Shanghai is an amazing city full of examples of the vitality of the 21st Century China. The sky is pierced for miles on end by skyscrapers tall as any in the world. Having grown up outside New York City just across that fragrant patch which we locals called “The Meadows” with a view of the Empire State Building (I grew up before the World Trade Center was erected), I felt quite at home.
I’m also a connoisseur of subways and trolleys living in the greater Washington, DC area with our “Metro”, and living through my undergraduate years in Boston with its hodge-podge of trolleys, trackless trolleys and heavy rail subway cars, but I digress.
The Shanghai subway system is a marvel. The trains are clean and fast; the fare collection system a technological marvel with electronics aiding the traveler in multiple languages. One simply, and I do mean simply, selects a destination on an interactive map, and the system then calculates the fare and asks for the money. Simple.
And in the cars there are electronic maps as well.
One thing this traveler had never seen was an “open car” design in which a tall Westerner such as this writer could see over the heads of most of the Chinese passengers clear to the front and back of the 8 car (?) train. No doors separate the cars.
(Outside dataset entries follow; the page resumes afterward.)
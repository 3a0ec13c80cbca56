//! WASM bindings for slotwise-engine.
//!
//! Exposes slot recommendations to JavaScript via `wasm-bindgen`. Complex
//! values cross the boundary as JSON strings: the caller passes a scheduling
//! snapshot (`events`, `time_slots`, `users`, `availability`) and gets
//! recommendations back in the same shape the `slotwise` CLI prints.
//!
//! ## Build process
//!
//! ```sh
//! cargo build -p slotwise-wasm --target wasm32-unknown-unknown --release
//! wasm-bindgen --target nodejs --out-dir packages/slotwise-js/wasm/ \
//!   target/wasm32-unknown-unknown/release/slotwise_wasm.wasm
//! ```

use chrono::{DateTime, Duration, NaiveDateTime, Utc};
use slotwise_engine::model::TimeSlot;
use slotwise_engine::recommend::candidate_starts;
use slotwise_engine::{InMemoryStore, RecommendConfig, RecommendationService};
use wasm_bindgen::prelude::*;

// ---------------------------------------------------------------------------
// Helpers
// ---------------------------------------------------------------------------

/// Parse an ISO 8601 datetime string into `DateTime<Utc>`.
///
/// Accepts RFC 3339 (with offset) and naive `YYYY-MM-DDTHH:MM:SS`, which is
/// read as UTC.
fn parse_datetime(s: &str) -> Result<DateTime<Utc>, JsValue> {
    if let Ok(dt) = DateTime::parse_from_rfc3339(s) {
        return Ok(dt.with_timezone(&Utc));
    }
    NaiveDateTime::parse_from_str(s, "%Y-%m-%dT%H:%M:%S")
        .map(|ndt| ndt.and_utc())
        .map_err(|e| JsValue::from_str(&format!("Invalid datetime '{}': {}", s, e)))
}

fn config(step_minutes: Option<u32>) -> Result<RecommendConfig, JsValue> {
    match step_minutes {
        Some(step) => RecommendConfig::new(step).map_err(|e| JsValue::from_str(&e.to_string())),
        None => Ok(RecommendConfig::default()),
    }
}

fn load_store(snapshot_json: &str) -> Result<InMemoryStore, JsValue> {
    InMemoryStore::from_json(snapshot_json).map_err(|e| JsValue::from_str(&e.to_string()))
}

fn to_json<T: serde::Serialize + ?Sized>(value: &T) -> Result<String, JsValue> {
    serde_json::to_string(value)
        .map_err(|e| JsValue::from_str(&format!("Serialization error: {}", e)))
}

// ---------------------------------------------------------------------------
// WASM exports
// ---------------------------------------------------------------------------

/// Ranked slot recommendations for one event of a snapshot.
///
/// Returns a JSON array of recommendation objects, highest attendance first.
///
/// # Arguments
/// - `snapshot_json` -- JSON object with `events`, `time_slots`, `users`, `availability`
/// - `event_id` -- Event to schedule
/// - `step_minutes` -- Optional grid spacing for candidate starts (default 15)
#[wasm_bindgen(js_name = "recommend")]
pub fn recommend(
    snapshot_json: &str,
    event_id: u64,
    step_minutes: Option<u32>,
) -> Result<String, JsValue> {
    let store = load_store(snapshot_json)?;
    let service = RecommendationService::with_config(&store, config(step_minutes)?);

    let recommendations = service
        .get_recommendations(event_id)
        .map_err(|e| JsValue::from_str(&e.to_string()))?;

    to_json(&recommendations)
}

/// The candidate start times the engine would try for a slot.
///
/// Returns a JSON array of RFC 3339 strings; empty when the slot is shorter
/// than the meeting.
#[wasm_bindgen(js_name = "candidateStarts")]
pub fn candidate_starts_js(
    slot_start: &str,
    slot_end: &str,
    duration_minutes: u32,
    step_minutes: Option<u32>,
) -> Result<String, JsValue> {
    let slot = TimeSlot {
        id: 0,
        event_id: 0,
        start_time: parse_datetime(slot_start)?,
        end_time: parse_datetime(slot_end)?,
    };
    let config = config(step_minutes)?;

    let starts: Vec<String> = candidate_starts(
        &slot,
        Duration::minutes(i64::from(duration_minutes)),
        config.step(),
    )
    .iter()
    .map(|dt| dt.to_rfc3339())
    .collect();

    to_json(&starts)
}

/// Validate a snapshot and return its record counts as JSON.
#[wasm_bindgen(js_name = "validateSnapshot")]
pub fn validate_snapshot(snapshot_json: &str) -> Result<String, JsValue> {
    let store = load_store(snapshot_json)?;
    to_json(&serde_json::json!({
        "events": store.event_count(),
        "time_slots": store.time_slot_count(),
        "users": store.user_count(),
        "availability": store.availability_count(),
    }))
}

#[cfg(test)]
mod tests {
    use super::*;

    const WIDE_ID_SNAPSHOT: &str = r#"{
        "events": [{"id": 5000000000, "title": "Planning", "duration_minutes": 60}],
        "time_slots": [{"id": 1, "event_id": 5000000000,
                        "start_time": "2026-03-16T09:00:00Z", "end_time": "2026-03-16T11:00:00Z"}],
        "users": [{"id": 1, "name": "Alice", "email": "alice@example.com", "timezone": "UTC"}],
        "availability": [{"id": 1, "user_id": 1, "event_id": 5000000000,
                          "start_time": "2026-03-16T09:00:00Z", "end_time": "2026-03-16T10:00:00Z"}]
    }"#;

    #[test]
    fn recommend_reaches_event_ids_beyond_u32() {
        let json = recommend(WIDE_ID_SNAPSHOT, 5_000_000_000, None).unwrap();
        let recs: serde_json::Value = serde_json::from_str(&json).unwrap();

        assert_eq!(recs[0]["time_slot"]["event_id"], 5_000_000_000u64);
        assert_eq!(recs[0]["matching_percentage"], 100.0);
        assert_eq!(recs[0]["start_options"][0], "2026-03-16T09:00:00Z");
    }
}
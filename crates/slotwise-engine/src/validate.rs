//! Record validation.
//!
//! The engine trusts its inputs. These checks run before a record is stored,
//! so that inverted intervals and non-positive durations never reach it.

use chrono::{DateTime, Utc};

use crate::error::{Result, SchedulerError};
use crate::model::{Availability, Event, TimeSlot, User};

/// Longest meeting accepted, one leap year in minutes.
pub const MAX_DURATION_MINUTES: i64 = 366 * 24 * 60;

pub fn validate_event(event: &Event) -> Result<()> {
    if event.title.trim().is_empty() {
        return Err(invalid("event title is required"));
    }
    if event.duration_minutes <= 0 {
        return Err(invalid("event duration must be positive"));
    }
    if event.duration_minutes > MAX_DURATION_MINUTES {
        return Err(SchedulerError::InvalidInput(format!(
            "event duration must not exceed {} minutes",
            MAX_DURATION_MINUTES
        )));
    }
    Ok(())
}

pub fn validate_time_slot(slot: &TimeSlot) -> Result<()> {
    validate_interval(slot.start_time, slot.end_time)
}

pub fn validate_user(user: &User) -> Result<()> {
    if user.name.trim().is_empty() {
        return Err(invalid("user name is required"));
    }
    if !user.email.contains('@') {
        return Err(SchedulerError::InvalidInput(format!(
            "invalid email address: '{}'",
            user.email
        )));
    }
    if user.timezone.trim().is_empty() {
        return Err(invalid("user timezone is required"));
    }
    Ok(())
}

pub fn validate_availability(availability: &Availability) -> Result<()> {
    validate_interval(availability.start_time, availability.end_time)
}

fn validate_interval(start: DateTime<Utc>, end: DateTime<Utc>) -> Result<()> {
    if start >= end {
        return Err(SchedulerError::InvalidInput(format!(
            "start time must be before end time ({} >= {})",
            start.to_rfc3339(),
            end.to_rfc3339()
        )));
    }
    Ok(())
}

fn invalid(message: &str) -> SchedulerError {
    SchedulerError::InvalidInput(message.to_string())
}
//! Scheduling records and the recommendation output type.
//!
//! Timestamps are absolute UTC instants; no timezone normalization happens
//! anywhere in the engine. The `timezone` on [`User`] is a descriptive label.

use chrono::{DateTime, Duration, Utc};
use serde::{Deserialize, Serialize};

pub type EventId = u64;
pub type SlotId = u64;
pub type UserId = u64;
pub type AvailabilityId = u64;

/// A meeting to be scheduled.
#[derive(Debug, Clone, PartialEq, Serialize, Deserialize)]
pub struct Event {
    pub id: EventId,
    pub title: String,
    #[serde(default, skip_serializing_if = "String::is_empty")]
    pub description: String,
    #[serde(default)]
    pub organizer_id: UserId,
    /// Required meeting length in minutes. Always positive once validated.
    pub duration_minutes: i64,
}

impl Event {
    /// The required length as a `Duration`, or `None` if it is out of range.
    pub fn duration(&self) -> Option<Duration> {
        Duration::try_minutes(self.duration_minutes)
    }
}

/// A candidate window proposed for an event.
#[derive(Debug, Clone, PartialEq, Serialize, Deserialize)]
pub struct TimeSlot {
    pub id: SlotId,
    pub event_id: EventId,
    pub start_time: DateTime<Utc>,
    pub end_time: DateTime<Utc>,
}

impl TimeSlot {
    pub fn span(&self) -> Duration {
        self.end_time - self.start_time
    }
}

/// A participant.
#[derive(Debug, Clone, PartialEq, Serialize, Deserialize)]
pub struct User {
    pub id: UserId,
    pub name: String,
    pub email: String,
    pub timezone: String,
}

/// One contiguous interval in which a user is free for a given event.
#[derive(Debug, Clone, PartialEq, Serialize, Deserialize)]
pub struct Availability {
    pub id: AvailabilityId,
    pub user_id: UserId,
    pub event_id: EventId,
    pub start_time: DateTime<Utc>,
    pub end_time: DateTime<Utc>,
}

/// Ranked output for a single time slot. Computed on demand, never stored.
#[derive(Debug, Clone, PartialEq, Serialize, Deserialize)]
pub struct Recommendation {
    pub time_slot: TimeSlot,
    /// Users who fit the best start time(s), in input order.
    #[serde(rename = "matching_users")]
    pub attending: Vec<User>,
    /// Everyone else who submitted availability for the event.
    #[serde(rename = "non_matching_users")]
    pub not_attending: Vec<User>,
    /// `attending / total users with availability * 100`.
    #[serde(rename = "matching_percentage")]
    pub attendance_percentage: f64,
    /// Required meeting length in minutes.
    pub event_duration: i64,
    /// Every start time within the slot that reaches the best attendance.
    #[serde(default, skip_serializing_if = "Vec::is_empty")]
    pub start_options: Vec<DateTime<Utc>>,
}

impl Recommendation {
    pub fn total_users(&self) -> usize {
        self.attending.len() + self.not_attending.len()
    }
}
But then, in my experience, there’s always something interesting, and I mean this with affection and respect, about how a technology which starts in one part of the world, in this case, the West, is adapted for use in another.
This subway sign says it all: practical, down to earth, simple – and something I never saw anywhere else. Kind ‘a goes without saying, but in China, traffic, whether pedestrian or vehicular, or the usual combination thereof, is not the orderly flow it is in Germany, or even, in Italy!